_Exercise objective:_ The lines from the start of the data up to and including the one with "self.closed = true;" should be returned exactly, and nothing else.

(Saved data entries)
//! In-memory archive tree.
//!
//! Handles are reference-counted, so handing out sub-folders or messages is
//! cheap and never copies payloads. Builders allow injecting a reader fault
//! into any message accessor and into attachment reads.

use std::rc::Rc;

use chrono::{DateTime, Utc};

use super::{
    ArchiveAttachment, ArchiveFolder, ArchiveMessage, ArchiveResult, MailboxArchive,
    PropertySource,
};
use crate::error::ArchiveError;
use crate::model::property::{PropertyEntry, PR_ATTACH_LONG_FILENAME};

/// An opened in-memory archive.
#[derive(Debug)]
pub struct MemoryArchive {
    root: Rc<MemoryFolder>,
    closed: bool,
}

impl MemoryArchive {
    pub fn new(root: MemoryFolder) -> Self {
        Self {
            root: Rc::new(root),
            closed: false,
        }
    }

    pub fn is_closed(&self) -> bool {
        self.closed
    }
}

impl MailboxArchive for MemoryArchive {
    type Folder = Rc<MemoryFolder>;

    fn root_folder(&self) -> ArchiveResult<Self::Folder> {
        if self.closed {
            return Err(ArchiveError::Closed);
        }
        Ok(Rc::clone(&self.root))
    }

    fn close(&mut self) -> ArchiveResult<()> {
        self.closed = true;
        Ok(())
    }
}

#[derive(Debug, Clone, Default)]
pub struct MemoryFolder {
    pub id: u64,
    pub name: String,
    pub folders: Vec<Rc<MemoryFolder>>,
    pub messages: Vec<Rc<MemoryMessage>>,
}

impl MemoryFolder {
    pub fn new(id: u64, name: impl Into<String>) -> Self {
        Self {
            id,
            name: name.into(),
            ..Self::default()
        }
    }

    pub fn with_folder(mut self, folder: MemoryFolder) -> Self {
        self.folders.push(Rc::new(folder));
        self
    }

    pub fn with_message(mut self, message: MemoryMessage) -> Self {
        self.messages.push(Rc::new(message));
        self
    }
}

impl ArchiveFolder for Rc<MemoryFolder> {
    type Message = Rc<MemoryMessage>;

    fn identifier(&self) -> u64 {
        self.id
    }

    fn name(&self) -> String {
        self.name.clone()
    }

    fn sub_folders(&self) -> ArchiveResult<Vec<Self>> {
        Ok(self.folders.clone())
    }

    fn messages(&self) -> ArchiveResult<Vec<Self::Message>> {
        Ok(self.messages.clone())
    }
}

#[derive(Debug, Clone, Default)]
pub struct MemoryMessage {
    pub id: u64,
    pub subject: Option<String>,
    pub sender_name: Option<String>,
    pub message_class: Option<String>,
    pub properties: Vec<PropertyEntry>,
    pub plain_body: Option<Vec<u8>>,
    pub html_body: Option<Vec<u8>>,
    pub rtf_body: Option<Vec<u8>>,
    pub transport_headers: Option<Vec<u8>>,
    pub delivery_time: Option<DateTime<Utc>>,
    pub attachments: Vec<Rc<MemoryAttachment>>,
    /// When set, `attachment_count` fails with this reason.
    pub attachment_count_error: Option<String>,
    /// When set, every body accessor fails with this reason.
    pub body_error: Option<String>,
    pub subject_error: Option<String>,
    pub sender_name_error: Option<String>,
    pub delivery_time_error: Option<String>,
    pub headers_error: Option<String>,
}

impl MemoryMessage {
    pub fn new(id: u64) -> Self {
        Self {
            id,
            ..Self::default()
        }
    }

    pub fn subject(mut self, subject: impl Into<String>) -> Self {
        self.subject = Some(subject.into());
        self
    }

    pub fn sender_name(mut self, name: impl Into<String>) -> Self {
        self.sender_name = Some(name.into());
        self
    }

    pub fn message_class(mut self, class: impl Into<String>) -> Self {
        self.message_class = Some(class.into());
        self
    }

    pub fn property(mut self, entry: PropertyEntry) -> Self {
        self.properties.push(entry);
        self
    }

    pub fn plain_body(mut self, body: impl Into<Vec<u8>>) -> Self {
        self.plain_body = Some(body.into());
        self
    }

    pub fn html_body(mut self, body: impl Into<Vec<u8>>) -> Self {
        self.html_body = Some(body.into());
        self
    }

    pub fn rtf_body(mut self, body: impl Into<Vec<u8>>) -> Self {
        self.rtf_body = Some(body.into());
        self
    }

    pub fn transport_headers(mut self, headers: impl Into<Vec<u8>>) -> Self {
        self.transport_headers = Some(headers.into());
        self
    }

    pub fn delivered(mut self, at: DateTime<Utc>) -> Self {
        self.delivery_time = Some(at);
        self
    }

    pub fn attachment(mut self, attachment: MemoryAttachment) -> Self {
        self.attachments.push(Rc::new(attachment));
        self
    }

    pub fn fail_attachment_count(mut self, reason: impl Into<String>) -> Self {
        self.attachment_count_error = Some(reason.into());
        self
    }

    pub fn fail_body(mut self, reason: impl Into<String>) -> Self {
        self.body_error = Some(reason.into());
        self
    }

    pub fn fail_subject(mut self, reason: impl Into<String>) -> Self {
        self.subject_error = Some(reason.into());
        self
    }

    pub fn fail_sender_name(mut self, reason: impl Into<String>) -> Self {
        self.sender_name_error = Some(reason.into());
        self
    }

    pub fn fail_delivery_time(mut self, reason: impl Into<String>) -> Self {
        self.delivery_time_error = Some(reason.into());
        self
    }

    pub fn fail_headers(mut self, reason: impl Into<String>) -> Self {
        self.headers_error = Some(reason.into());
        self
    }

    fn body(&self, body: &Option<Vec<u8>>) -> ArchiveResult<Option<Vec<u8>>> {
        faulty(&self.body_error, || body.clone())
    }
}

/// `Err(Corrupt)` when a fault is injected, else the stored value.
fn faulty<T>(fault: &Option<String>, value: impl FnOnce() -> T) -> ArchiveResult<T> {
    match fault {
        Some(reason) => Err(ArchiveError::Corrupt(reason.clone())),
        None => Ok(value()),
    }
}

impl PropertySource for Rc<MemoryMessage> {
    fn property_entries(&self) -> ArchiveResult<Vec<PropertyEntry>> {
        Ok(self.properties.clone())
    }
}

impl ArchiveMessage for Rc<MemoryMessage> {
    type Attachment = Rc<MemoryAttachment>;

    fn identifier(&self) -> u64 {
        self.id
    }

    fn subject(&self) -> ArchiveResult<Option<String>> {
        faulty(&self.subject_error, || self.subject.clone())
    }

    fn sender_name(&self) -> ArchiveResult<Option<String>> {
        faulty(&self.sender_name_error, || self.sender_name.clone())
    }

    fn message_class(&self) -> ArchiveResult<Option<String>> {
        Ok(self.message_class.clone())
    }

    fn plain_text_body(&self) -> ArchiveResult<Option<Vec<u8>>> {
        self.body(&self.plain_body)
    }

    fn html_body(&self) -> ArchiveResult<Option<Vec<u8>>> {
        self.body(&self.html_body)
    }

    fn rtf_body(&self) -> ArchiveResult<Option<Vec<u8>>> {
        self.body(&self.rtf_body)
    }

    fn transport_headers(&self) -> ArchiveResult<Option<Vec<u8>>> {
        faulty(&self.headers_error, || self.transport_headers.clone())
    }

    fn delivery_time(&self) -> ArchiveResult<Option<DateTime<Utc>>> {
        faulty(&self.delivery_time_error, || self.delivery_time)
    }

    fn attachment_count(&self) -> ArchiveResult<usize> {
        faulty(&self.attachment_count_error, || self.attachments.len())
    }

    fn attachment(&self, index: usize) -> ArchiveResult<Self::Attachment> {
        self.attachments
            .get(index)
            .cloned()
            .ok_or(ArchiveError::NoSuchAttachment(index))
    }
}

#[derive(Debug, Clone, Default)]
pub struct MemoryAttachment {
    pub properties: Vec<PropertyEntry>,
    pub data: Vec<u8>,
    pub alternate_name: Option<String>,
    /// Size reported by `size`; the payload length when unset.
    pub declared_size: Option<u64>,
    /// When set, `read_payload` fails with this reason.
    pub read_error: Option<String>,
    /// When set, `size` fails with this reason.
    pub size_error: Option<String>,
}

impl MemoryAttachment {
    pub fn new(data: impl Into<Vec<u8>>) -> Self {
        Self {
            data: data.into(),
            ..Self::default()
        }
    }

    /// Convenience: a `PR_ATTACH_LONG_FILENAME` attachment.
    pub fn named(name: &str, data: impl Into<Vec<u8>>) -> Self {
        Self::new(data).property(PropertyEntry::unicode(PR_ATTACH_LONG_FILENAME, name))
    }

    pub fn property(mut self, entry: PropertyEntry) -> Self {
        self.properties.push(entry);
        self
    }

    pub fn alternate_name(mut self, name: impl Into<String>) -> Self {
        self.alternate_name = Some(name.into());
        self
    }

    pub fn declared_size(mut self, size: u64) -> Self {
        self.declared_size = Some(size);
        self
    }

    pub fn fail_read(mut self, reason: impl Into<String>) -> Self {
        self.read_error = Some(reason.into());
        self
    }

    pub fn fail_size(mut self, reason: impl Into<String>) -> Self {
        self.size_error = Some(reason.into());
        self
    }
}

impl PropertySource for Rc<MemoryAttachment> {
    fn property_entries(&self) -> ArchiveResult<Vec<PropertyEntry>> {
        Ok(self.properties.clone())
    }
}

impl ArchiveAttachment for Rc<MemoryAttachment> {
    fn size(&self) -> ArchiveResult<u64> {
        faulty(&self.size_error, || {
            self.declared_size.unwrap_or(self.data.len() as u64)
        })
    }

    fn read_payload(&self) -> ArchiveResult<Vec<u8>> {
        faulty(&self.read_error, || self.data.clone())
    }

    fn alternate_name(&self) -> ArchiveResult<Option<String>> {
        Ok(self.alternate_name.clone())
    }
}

_Response to this task:_
//! In-memory archive tree.
//!
//! Handles are reference-counted, so handing out sub-folders or messages is
//! cheap and never copies payloads. Builders allow injecting a reader fault
//! into any message accessor and into attachment reads.

use std::rc::Rc;

use chrono::{DateTime, Utc};

use super::{
    ArchiveAttachment, ArchiveFolder, ArchiveMessage, ArchiveResult, MailboxArchive,
    PropertySource,
};
use crate::error::ArchiveError;
use crate::model::property::{PropertyEntry, PR_ATTACH_LONG_FILENAME};

/// An opened in-memory archive.
#[derive(Debug)]
pub struct MemoryArchive {
    root: Rc<MemoryFolder>,
    closed: bool,
}

impl MemoryArchive {
    pub fn new(root: MemoryFolder) -> Self {
        Self {
            root: Rc::new(root),
            closed: false,
        }
    }

    pub fn is_closed(&self) -> bool {
        self.closed
    }
}

impl MailboxArchive for MemoryArchive {
    type Folder = Rc<MemoryFolder>;

    fn root_folder(&self) -> ArchiveResult<Self::Folder> {
        if self.closed {
            return Err(ArchiveError::Closed);
        }
        Ok(Rc::clone(&self.root))
    }

    fn close(&mut self) -> ArchiveResult<()> {
        self.closed = true;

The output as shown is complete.